*RECORDS PROVIDED:*
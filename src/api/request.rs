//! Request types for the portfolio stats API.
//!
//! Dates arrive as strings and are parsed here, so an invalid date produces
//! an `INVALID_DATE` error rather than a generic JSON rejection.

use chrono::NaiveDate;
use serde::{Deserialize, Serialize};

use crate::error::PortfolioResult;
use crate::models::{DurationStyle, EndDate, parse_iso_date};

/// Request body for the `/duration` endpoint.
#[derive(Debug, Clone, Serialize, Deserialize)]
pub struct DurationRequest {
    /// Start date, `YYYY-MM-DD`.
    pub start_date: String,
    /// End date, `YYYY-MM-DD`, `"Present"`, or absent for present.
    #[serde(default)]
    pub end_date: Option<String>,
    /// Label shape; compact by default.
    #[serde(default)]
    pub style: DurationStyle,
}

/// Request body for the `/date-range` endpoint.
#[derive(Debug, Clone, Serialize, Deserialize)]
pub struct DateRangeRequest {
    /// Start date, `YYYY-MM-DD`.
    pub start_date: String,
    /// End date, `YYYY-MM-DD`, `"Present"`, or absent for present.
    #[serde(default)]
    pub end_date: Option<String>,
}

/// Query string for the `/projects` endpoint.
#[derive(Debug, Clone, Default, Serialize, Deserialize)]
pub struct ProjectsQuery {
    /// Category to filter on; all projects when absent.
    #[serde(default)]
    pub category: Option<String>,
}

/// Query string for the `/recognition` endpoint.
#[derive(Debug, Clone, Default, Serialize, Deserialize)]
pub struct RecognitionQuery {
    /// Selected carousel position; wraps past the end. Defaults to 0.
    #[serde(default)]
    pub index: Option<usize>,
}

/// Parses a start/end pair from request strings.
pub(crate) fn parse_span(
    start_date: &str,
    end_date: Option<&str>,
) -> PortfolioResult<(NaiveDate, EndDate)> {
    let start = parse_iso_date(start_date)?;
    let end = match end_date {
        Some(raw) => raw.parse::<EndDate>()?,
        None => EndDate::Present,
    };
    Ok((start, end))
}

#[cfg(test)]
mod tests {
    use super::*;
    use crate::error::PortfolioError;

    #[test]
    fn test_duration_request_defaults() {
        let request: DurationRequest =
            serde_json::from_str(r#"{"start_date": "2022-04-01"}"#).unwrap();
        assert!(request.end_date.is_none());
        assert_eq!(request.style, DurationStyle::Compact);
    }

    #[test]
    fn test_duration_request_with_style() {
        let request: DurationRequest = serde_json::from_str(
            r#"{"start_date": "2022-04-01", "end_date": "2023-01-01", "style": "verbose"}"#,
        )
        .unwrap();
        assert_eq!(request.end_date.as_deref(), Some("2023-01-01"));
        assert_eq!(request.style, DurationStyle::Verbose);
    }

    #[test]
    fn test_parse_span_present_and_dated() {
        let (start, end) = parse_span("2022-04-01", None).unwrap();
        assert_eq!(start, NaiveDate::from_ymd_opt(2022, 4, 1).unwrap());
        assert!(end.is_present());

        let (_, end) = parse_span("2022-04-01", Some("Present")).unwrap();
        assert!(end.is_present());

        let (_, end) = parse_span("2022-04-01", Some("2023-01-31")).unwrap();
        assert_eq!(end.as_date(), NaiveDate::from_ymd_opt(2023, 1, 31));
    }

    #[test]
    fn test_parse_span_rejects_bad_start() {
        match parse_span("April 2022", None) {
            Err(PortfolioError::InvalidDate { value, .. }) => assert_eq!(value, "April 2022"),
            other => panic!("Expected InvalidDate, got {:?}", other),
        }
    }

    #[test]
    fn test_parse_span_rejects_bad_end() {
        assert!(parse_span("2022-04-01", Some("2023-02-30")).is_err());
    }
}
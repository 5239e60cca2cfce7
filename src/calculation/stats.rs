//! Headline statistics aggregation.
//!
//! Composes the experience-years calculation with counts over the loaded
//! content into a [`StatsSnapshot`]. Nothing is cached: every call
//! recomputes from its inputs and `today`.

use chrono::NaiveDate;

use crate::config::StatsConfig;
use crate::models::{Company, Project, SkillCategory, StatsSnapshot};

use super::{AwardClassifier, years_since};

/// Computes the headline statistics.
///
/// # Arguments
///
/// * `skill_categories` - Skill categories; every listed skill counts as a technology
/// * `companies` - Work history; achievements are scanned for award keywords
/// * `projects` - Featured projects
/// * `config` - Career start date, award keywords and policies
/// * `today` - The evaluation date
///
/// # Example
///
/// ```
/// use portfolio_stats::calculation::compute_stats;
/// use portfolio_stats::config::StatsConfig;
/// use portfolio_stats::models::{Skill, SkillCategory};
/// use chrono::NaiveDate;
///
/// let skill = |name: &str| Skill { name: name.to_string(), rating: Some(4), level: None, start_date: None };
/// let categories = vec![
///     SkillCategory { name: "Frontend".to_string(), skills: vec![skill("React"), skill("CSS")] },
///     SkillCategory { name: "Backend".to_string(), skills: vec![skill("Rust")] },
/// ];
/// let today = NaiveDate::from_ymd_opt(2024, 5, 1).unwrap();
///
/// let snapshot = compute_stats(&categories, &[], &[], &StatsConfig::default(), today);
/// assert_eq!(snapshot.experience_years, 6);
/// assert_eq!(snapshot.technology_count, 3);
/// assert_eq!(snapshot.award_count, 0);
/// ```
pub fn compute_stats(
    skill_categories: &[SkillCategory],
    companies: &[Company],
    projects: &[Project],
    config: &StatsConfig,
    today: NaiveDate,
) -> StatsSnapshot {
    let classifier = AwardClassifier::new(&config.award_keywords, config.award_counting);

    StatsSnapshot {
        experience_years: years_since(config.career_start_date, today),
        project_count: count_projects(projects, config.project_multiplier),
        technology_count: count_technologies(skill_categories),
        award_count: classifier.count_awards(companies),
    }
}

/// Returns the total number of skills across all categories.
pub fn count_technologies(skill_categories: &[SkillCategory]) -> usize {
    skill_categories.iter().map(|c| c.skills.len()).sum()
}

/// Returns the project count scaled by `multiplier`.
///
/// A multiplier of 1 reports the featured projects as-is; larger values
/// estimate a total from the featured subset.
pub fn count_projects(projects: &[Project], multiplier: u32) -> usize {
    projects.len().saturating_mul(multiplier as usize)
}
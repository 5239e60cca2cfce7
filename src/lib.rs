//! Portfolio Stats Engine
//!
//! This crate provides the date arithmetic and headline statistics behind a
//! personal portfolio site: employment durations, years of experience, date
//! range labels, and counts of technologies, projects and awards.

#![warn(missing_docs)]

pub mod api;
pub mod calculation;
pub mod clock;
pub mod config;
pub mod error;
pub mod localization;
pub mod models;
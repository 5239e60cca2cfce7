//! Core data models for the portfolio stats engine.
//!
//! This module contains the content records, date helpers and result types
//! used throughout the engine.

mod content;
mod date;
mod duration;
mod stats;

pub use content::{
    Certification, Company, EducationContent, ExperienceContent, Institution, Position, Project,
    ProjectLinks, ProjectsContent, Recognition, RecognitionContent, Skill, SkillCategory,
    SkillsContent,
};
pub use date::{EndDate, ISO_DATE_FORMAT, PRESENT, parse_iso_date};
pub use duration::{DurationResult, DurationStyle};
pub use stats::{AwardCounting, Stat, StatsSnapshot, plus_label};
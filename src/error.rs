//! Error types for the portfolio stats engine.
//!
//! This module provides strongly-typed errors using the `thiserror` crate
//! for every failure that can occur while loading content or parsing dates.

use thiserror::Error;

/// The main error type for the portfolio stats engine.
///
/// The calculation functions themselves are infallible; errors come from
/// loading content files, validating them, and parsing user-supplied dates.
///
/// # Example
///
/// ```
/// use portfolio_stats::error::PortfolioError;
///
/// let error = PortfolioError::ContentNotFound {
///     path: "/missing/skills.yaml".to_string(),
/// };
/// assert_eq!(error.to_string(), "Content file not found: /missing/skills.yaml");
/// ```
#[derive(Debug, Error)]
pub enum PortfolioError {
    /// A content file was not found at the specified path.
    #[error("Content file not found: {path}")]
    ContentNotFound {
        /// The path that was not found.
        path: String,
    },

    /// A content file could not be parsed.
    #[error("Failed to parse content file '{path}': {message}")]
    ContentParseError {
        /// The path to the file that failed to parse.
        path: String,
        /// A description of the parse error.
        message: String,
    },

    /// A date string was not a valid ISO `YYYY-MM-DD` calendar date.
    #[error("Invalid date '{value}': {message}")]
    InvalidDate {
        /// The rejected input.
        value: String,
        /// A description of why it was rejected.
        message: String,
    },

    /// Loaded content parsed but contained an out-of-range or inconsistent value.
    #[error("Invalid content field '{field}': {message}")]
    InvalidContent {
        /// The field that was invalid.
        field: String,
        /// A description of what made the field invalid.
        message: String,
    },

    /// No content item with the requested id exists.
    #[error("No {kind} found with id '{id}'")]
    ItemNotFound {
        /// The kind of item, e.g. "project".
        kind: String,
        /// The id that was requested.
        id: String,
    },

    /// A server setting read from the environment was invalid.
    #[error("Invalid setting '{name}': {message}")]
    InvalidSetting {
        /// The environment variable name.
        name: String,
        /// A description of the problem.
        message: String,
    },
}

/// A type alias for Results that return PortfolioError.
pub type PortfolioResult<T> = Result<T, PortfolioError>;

*REQUIREMENT:* Please report every line in the entries above that holds the string "match".

*TASK RESULT:*
    let end = match end_date {
        match parse_span("April 2022", None) {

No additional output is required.